#### YOUR OBJECTIVE
Only the stretch of the listing below that runs from the line with "its payload type" through the line with "apply its payload" is to be printed, exactly and with both ends.

#### DATASET ENTRIES
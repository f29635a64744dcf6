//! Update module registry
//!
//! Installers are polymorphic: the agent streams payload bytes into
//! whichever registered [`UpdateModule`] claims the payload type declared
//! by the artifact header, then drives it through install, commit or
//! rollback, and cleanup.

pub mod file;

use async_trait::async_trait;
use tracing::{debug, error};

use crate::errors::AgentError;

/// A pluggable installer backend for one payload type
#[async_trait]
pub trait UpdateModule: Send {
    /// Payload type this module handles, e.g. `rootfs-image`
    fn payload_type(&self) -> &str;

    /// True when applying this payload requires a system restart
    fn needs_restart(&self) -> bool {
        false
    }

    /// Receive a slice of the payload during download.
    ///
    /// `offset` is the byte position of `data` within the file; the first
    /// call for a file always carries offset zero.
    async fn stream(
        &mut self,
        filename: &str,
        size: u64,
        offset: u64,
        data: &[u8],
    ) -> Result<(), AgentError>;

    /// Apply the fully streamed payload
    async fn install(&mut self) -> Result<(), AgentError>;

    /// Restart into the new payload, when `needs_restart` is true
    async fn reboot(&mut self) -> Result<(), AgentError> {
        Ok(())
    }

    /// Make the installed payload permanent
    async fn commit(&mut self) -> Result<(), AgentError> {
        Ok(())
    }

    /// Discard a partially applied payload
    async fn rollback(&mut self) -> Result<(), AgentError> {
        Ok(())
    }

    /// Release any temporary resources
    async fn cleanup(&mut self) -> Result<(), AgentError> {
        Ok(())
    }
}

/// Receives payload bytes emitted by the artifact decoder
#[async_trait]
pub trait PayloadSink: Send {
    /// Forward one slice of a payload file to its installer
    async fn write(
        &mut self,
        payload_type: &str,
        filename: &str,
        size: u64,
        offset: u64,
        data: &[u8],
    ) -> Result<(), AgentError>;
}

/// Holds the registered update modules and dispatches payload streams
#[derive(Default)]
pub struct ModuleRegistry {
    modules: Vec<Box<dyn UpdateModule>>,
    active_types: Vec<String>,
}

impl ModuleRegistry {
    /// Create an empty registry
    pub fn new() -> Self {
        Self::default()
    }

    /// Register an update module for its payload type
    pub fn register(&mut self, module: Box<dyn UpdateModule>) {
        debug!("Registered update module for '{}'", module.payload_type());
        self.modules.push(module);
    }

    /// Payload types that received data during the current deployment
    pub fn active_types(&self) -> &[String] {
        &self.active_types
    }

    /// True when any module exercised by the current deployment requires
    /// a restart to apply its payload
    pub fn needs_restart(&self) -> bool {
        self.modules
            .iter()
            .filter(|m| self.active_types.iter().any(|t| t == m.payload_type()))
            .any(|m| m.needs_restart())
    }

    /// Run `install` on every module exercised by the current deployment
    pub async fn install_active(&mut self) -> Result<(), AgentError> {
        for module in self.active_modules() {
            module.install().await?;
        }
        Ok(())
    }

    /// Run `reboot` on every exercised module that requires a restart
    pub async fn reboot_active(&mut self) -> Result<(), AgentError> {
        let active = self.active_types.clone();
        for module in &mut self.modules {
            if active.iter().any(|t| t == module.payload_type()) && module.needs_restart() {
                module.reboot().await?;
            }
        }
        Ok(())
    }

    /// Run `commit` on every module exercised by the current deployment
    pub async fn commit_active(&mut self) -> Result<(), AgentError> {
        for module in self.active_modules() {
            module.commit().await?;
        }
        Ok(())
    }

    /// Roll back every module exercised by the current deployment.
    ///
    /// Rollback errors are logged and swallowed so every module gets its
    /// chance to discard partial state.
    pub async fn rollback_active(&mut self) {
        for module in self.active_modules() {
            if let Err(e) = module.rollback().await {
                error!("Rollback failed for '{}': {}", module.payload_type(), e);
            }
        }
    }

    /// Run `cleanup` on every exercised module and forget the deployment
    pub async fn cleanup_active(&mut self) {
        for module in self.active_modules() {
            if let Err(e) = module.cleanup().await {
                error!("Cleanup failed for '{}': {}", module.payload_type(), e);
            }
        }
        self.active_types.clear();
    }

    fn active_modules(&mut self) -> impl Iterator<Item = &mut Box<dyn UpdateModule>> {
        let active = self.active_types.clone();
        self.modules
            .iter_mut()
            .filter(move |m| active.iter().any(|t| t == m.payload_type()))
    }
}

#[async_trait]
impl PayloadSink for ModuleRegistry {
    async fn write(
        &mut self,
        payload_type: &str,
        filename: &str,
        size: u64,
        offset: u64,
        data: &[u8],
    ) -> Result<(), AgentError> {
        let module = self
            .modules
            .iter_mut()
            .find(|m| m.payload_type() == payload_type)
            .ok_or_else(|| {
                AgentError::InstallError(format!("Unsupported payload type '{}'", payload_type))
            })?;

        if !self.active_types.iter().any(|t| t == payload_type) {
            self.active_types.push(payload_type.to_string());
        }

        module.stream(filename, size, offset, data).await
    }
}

---

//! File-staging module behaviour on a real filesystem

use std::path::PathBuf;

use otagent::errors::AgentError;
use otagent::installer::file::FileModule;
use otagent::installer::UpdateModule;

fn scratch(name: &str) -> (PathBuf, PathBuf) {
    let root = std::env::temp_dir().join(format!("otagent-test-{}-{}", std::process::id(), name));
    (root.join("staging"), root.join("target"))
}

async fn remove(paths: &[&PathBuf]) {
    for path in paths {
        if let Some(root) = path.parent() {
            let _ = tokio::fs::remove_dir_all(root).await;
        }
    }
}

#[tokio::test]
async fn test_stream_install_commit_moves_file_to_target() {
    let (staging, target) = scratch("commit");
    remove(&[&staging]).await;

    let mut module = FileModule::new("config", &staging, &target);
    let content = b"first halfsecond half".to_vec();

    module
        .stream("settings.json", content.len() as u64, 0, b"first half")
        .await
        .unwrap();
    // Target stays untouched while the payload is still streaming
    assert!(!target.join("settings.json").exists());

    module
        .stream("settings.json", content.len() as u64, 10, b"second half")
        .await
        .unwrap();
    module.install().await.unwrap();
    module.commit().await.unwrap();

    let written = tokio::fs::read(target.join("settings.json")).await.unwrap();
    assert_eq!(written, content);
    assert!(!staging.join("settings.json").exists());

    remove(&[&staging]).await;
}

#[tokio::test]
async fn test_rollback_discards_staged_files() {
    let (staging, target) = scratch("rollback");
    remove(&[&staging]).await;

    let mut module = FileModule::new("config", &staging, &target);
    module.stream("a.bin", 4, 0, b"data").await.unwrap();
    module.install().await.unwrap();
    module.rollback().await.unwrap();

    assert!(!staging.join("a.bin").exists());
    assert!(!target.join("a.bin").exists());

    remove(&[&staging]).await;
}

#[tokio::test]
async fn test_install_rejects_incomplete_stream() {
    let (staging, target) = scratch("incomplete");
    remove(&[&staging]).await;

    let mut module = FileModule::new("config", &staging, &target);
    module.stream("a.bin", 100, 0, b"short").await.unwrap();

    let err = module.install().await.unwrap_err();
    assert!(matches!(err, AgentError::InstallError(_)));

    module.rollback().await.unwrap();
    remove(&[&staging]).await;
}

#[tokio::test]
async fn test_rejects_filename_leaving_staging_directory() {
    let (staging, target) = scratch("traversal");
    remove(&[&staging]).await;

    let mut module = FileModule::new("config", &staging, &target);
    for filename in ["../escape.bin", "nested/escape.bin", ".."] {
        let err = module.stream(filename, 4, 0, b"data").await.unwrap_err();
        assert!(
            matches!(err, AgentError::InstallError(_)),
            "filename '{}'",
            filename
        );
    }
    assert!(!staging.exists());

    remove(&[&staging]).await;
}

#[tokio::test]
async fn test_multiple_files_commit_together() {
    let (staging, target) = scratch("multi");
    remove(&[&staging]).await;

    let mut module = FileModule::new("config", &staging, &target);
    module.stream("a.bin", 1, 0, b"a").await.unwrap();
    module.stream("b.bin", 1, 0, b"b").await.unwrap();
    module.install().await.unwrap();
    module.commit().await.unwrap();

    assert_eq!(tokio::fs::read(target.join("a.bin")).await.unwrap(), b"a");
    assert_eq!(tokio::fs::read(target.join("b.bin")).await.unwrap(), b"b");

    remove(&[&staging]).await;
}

--

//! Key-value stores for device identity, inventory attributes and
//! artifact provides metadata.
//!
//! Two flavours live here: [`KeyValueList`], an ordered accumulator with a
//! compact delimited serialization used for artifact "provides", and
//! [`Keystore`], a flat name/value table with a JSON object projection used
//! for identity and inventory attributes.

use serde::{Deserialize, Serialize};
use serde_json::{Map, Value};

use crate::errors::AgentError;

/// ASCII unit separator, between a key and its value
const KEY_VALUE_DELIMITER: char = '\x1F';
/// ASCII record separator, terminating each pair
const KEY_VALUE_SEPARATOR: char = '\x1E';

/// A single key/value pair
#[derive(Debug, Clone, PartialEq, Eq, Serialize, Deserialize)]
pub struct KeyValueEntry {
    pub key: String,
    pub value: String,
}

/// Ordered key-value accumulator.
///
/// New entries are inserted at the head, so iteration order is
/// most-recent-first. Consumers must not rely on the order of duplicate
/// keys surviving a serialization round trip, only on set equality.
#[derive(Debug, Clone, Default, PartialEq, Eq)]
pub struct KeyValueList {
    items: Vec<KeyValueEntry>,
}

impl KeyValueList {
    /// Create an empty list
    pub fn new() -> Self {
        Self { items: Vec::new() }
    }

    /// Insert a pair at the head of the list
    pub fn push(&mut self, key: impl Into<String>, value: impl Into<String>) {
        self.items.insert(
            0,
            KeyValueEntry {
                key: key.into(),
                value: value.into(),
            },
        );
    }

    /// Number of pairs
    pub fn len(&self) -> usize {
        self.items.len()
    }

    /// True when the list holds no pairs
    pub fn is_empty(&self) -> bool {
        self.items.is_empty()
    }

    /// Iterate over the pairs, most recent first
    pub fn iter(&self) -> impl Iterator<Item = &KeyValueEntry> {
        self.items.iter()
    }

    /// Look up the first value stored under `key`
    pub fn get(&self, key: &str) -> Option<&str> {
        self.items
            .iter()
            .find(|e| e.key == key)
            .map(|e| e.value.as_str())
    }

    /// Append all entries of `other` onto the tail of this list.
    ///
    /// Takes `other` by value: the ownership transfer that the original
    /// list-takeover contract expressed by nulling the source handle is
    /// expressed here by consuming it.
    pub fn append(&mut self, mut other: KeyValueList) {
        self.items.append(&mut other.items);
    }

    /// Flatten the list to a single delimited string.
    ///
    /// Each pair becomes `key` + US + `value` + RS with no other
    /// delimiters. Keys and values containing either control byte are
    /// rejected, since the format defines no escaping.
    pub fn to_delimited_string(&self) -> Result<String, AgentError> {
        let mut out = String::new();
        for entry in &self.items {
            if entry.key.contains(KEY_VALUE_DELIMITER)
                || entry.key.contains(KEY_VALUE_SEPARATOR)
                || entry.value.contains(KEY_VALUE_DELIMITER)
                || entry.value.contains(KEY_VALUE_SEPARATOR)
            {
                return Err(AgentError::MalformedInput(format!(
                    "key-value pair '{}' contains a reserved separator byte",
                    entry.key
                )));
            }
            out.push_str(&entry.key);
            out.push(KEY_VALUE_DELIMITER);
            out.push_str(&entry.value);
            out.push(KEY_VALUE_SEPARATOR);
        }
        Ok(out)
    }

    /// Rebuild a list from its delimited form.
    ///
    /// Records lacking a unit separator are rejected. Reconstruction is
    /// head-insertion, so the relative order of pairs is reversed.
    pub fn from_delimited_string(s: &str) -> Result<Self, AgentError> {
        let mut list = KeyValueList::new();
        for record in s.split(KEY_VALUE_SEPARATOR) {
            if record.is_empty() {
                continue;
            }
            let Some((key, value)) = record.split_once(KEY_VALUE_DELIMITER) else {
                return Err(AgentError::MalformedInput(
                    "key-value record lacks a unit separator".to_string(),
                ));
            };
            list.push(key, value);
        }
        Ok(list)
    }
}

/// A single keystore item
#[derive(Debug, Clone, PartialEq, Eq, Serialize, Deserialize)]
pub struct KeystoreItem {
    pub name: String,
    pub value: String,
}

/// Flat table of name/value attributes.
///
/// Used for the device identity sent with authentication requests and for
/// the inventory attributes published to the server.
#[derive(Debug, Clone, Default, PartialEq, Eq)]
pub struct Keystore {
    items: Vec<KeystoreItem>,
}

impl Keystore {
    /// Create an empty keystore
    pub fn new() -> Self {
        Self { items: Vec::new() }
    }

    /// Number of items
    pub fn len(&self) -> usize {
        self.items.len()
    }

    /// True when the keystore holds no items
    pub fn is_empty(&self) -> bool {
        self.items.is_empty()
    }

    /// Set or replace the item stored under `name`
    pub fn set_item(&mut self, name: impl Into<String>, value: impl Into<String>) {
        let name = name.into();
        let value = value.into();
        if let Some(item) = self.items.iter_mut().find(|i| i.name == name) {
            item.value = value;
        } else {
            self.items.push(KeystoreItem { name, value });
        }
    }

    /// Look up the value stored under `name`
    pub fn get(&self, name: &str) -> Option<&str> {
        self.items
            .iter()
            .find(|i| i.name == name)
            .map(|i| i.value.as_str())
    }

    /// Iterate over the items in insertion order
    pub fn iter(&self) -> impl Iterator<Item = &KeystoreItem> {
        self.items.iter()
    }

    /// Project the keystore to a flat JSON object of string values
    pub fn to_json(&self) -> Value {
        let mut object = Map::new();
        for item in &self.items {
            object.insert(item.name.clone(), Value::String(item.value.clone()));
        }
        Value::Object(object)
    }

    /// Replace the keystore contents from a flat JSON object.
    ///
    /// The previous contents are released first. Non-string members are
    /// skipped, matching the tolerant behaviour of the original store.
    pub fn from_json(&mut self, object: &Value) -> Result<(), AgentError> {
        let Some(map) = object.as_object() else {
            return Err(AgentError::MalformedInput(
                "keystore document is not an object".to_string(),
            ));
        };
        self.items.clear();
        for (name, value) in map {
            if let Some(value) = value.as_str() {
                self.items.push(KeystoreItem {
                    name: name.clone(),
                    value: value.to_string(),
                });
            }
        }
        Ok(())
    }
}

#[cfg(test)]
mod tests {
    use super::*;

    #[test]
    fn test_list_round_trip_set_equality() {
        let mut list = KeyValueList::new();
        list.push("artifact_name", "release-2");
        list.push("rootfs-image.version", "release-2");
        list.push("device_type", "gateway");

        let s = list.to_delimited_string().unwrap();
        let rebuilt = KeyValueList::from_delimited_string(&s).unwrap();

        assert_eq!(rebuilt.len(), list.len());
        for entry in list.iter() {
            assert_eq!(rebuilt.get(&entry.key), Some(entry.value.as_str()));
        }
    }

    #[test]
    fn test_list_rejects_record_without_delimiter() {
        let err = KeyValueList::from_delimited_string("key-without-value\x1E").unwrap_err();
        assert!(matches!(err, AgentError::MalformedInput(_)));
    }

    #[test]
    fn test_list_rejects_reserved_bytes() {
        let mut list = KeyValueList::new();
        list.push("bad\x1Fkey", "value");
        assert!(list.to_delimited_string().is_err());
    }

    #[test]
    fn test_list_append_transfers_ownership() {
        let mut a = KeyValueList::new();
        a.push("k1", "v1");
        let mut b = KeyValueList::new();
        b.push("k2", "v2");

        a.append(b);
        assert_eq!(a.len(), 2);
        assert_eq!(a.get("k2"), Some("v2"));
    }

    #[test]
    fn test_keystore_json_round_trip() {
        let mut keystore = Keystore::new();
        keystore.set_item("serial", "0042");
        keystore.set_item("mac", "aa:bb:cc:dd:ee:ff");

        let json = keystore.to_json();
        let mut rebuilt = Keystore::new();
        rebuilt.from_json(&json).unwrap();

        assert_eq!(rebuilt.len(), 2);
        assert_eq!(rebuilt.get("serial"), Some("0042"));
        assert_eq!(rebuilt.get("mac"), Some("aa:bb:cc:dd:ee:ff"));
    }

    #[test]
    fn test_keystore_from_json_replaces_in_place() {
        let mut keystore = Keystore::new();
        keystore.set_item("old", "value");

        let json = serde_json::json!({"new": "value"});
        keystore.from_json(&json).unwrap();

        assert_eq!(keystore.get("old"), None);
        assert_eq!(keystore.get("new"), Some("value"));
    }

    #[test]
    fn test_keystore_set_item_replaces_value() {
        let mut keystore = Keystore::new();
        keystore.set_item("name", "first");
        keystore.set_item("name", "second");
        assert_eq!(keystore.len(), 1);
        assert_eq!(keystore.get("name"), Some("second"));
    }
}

#### ANSWER TO THE EXERCISE
    /// Register an update module for its payload type
    pub fn register(&mut self, module: Box<dyn UpdateModule>) {
        debug!("Registered update module for '{}'", module.payload_type());
        self.modules.push(module);
    }

    /// Payload types that received data during the current deployment
    pub fn active_types(&self) -> &[String] {
        &self.active_types
    }

    /// True when any module exercised by the current deployment requires
    /// a restart to apply its payload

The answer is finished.